What considerations are important when designing LARP4 functional rescue experiments?

Rescue experiments are critical for confirming phenotype specificity. Key considerations include:

• Expression level control:

  • LARP4 overexpression at 3-4 fold above endogenous levels extends mean transcriptome-wide poly(A) tails by 4 nt

  • LARP4 genetic deletion shortens mean poly(A) tail length by 5 nt

  • Use inducible systems to achieve physiological expression levels

• Mutant design strategy:

  • Target specific functional domains:

    • PAM2w (PABP interaction)

    • CR2 (positions 615-625, RACK1 interaction)

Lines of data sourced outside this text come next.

use std::error::Error as StdError;
use std::path::PathBuf;

/// Boxed error returned by supervised services.
pub type BoxError = Box<dyn StdError + Send + Sync>;

/// Error type returned when logging configuration is invalid.
///
/// These are raised before any [`Logger`](crate::logger::Logger) is built.
#[derive(thiserror::Error, Debug, Clone, PartialEq, Eq)]
pub enum ConfigError {
    #[error("invalid log level: {0}")]
    InvalidLevel(String),

    #[error("invalid log format: {0}")]
    InvalidFormat(String),

    #[error("invalid legacy log verbosity: {0}")]
    InvalidVerbosity(String),
}

/// Error type returned when the log destination cannot be opened.
#[derive(thiserror::Error, Debug)]
#[error("failed to open log destination {}: {source}", path.display())]
pub struct WriterInitError {
    pub path: PathBuf,
    #[source]
    pub source: std::io::Error,
}

/// Terminal failure of a supervised service.
#[derive(thiserror::Error, Debug)]
pub enum ServiceError {
    #[error("service failed: {0}")]
    Failed(#[source] BoxError),

    #[error("service panicked: {0}")]
    Panicked(String),
}

/// Crate-level error.
#[derive(thiserror::Error, Debug)]
pub enum Error {
    #[error("failed to validate logging config: {0}")]
    Config(#[from] ConfigError),

    #[error(transparent)]
    WriterInit(#[from] WriterInitError),

    #[error(transparent)]
    Service(#[from] ServiceError),

    #[error("logging is already initialized for this process")]
    AlreadyInitialized,

    #[error("failed to install legacy log bridge: {0}")]
    LegacyBridge(#[from] log::SetLoggerError),

    #[error("failed to install tracing subscriber: {0}")]
    Subscriber(#[from] tracing::subscriber::SetGlobalDefaultError),
}

pub type Result<T, E = Error> = std::result::Result<T, E>;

    • FLNA interaction (F277A mutation)

  • Use codon substitution (CS) variants to dissect non-protein functions

• Control constructs:

  • Include domain deletion controls (e.g., ΔRIR)

  • Use partial substitution mutants (e.g., L4B-R1 Par with R646E, K647E mutations)

• Readout selection:

  • mRNA stability: β-globin or GFP reporters with/without AREs

  • Translation efficiency: Luciferase reporters

  • Cell migration: Wound healing or random motility assays

  • Mitochondrial function: Oxidative phosphorylation capacity

This approach allows for robust attribution of phenotypes to specific LARP4 functions and domains.

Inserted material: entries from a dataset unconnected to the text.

use crate::config::Format;
use crate::record::{Field, LogRecord};
use std::fmt::Write as _;

/// Renders a [`LogRecord`] into the bytes of exactly one line.
#[derive(Debug, Clone, Copy, PartialEq, Eq)]
pub enum Encoder {
    /// Tab separated, human readable:
    /// `ts  LEVEL  [target]  file:line  message  {"k":"v"}`
    Console,
    /// One JSON object per line.
    Structured,
}

impl Encoder {
    pub fn for_format(format: Format) -> Self {
        match format {
            Format::Console => Encoder::Console,
            Format::Structured => Encoder::Structured,
        }
    }

    pub fn encode(&self, record: &LogRecord) -> Vec<u8> {
        match self {
            Encoder::Console => encode_console(record).into_bytes(),
            Encoder::Structured => encode_structured(record),
        }
    }
}

fn encode_console(record: &LogRecord) -> String {
    let mut line = String::with_capacity(128);
    line.push_str(&record.timestamp_rfc3339());
    line.push('\t');
    line.push_str(record.level.as_str());
    if let Some(target) = &record.target {
        line.push('\t');
        line.push_str(target);
    }
    if let Some(caller) = &record.caller {
        // Writing into a String cannot fail.
        let _ = write!(line, "\t{caller}");
    }
    line.push('\t');
    line.push_str(&record.message);
    if !record.fields.is_empty() {
        line.push('\t');
        line.push_str(&fields_object(&record.fields));
    }
    line.push('\n');
    line
}

/// `{"k":v,...}` in insertion order.
fn fields_object(fields: &[Field]) -> String {
    let mut out = String::from("{");
    for (i, field) in fields.iter().enumerate() {
        if i > 0 {
            out.push(',');
        }
        out.push_str(&serde_json::Value::String(field.key.clone()).to_string());
        out.push(':');
        out.push_str(&field.value.to_string());
    }
    out.push('}');
    out
}

fn encode_structured(record: &LogRecord) -> Vec<u8> {
    let mut bytes = match serde_json::to_vec(record) {
        Ok(bytes) => bytes,
        Err(e) => {
            let fallback = serde_json::json!({
                "ts": record.timestamp_rfc3339(),
                "level": record.level.as_lower(),
                "msg": record.message,
                "encodeError": e.to_string(),
            });
            fallback.to_string().into_bytes()
        }
    };
    bytes.push(b'\n');
    bytes
}

#[cfg(test)]
mod tests {
    use super::*;
    use crate::config::Level;
    use crate::record::Caller;
    use chrono::{TimeZone, Utc};
    use serde_json::{json, Value};

    fn sample() -> LogRecord {
        let mut record = LogRecord::new(Level::Warn, "disk almost full");
        record.timestamp = Utc.with_ymd_and_hms(2024, 3, 9, 17, 4, 5).unwrap();
        record.target = Some("setup".to_string());
        record.caller = Some(Caller::new("src/main.rs", 42));
        record.fields = vec![Field::new("zeta", 1), Field::new("alpha", "x")];
        record
    }

    #[test]
    fn console_line_layout() {
        let line = String::from_utf8(Encoder::Console.encode(&sample())).unwrap();
        assert_eq!(
            line,
            "2024-03-09T17:04:05Z\tWARN\tsetup\tsrc/main.rs:42\tdisk almost full\t{\"zeta\":1,\"alpha\":\"x\"}\n"
        );
    }

    #[test]
    fn console_omits_empty_parts() {
        let mut record = LogRecord::new(Level::Info, "ready");
        record.timestamp = Utc.with_ymd_and_hms(2024, 1, 1, 0, 0, 0).unwrap();
        let line = String::from_utf8(Encoder::Console.encode(&record)).unwrap();
        assert_eq!(line, "2024-01-01T00:00:00Z\tINFO\tready\n");
    }

    #[test]
    fn structured_keeps_field_order() {
        let bytes = Encoder::Structured.encode(&sample());
        let text = String::from_utf8(bytes).unwrap();
        assert!(text.ends_with('\n'));
        assert_eq!(text.matches('\n').count(), 1);

        let zeta = text.find("\"zeta\"").unwrap();
        let alpha = text.find("\"alpha\"").unwrap();
        assert!(zeta < alpha);

        let parsed: Value = serde_json::from_str(text.trim_end()).unwrap();
        assert_eq!(parsed["ts"], json!("2024-03-09T17:04:05Z"));
        assert_eq!(parsed["level"], json!("warn"));
        assert_eq!(parsed["logger"], json!("setup"));
        assert_eq!(parsed["caller"], json!("src/main.rs:42"));
        assert_eq!(parsed["msg"], json!("disk almost full"));
        assert_eq!(parsed["zeta"], json!(1));
    }

    #[test]
    fn encoder_follows_format() {
        assert_eq!(Encoder::for_format(Format::Console), Encoder::Console);
        assert_eq!(Encoder::for_format(Format::Structured), Encoder::Structured);
    }
}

How can researchers explore LARP4's potential roles in disease processes?

LARP4's involvement in fundamental cellular processes suggests potential roles in disease:

• Cancer research approaches:

  • Compare LARP4 expression in tumor vs. normal tissues using validated antibodies

  • Analyze LARP4 expression in metastatic vs. non-metastatic cell lines

  • Perform migration/invasion assays with LARP4 modulation

  • LARP4 depletion increases migration in PC3 and MDA-MB-231 cancer cell lines

• Mitochondrial disease investigations:

  • Compare LARP4 binding to NEMmRNAs in patient vs. control samples

  • Analyze if LARP4 dysfunction affects mitochondrial protein expression

  • Target verification should focus on respiratory chain complex proteins (RCCPs) and mitochondrial ribosome proteins (MRPs)

• Translation dysregulation studies:

  • Examine LARP4-ribosome interactions through RACK1 in stress conditions

  • Investigate how LARP4 mutations affect mRNA deadenylation in disease models

  • CR2 mutations decrease LARP4's ability to stabilize mRNAs containing AU-rich elements

These research directions leverage validated antibodies to explore LARP4's contributions to pathological processes.

What cutting-edge methods can advance understanding of LARP4 RNA-binding specificity?

To elucidate the RNA-binding specificity of LARP4:

• High-throughput binding assays:

  • RNA-compete to identify preferred binding motifs

  • CLIP-seq variations to map in vivo binding sites

  • LARP4 eCLIP data shows coating of many target mRNAs from CDS to 3′ UTR with highest peak density centered around the stop codon

• Structural biology approaches:

  • Cryo-EM of LARP4-ribosome complexes to visualize RACK1 interaction

  • NMR studies of the La module and N-terminal RNA-binding domains

  • X-ray crystallography of LARP4 bound to RNA substrates

• Proximity-dependent methods:

  • APEX-seq for spatial transcriptomics of LARP4-associated RNAs

  • The APEX-seq atlas shows higher mitochondrial enrichment for LARP4 targets compared to non-targets

  • BioID for identifying proximal proteins in different subcellular locations

• Machine learning applications:

  • Train models to predict LARP4 binding sites based on eCLIP data

  • Develop algorithms to predict functional consequences of LARP4 binding

These methodologies will help resolve how LARP4 achieves RNA-target specificity through its RNA-binding domains and protein interaction domains.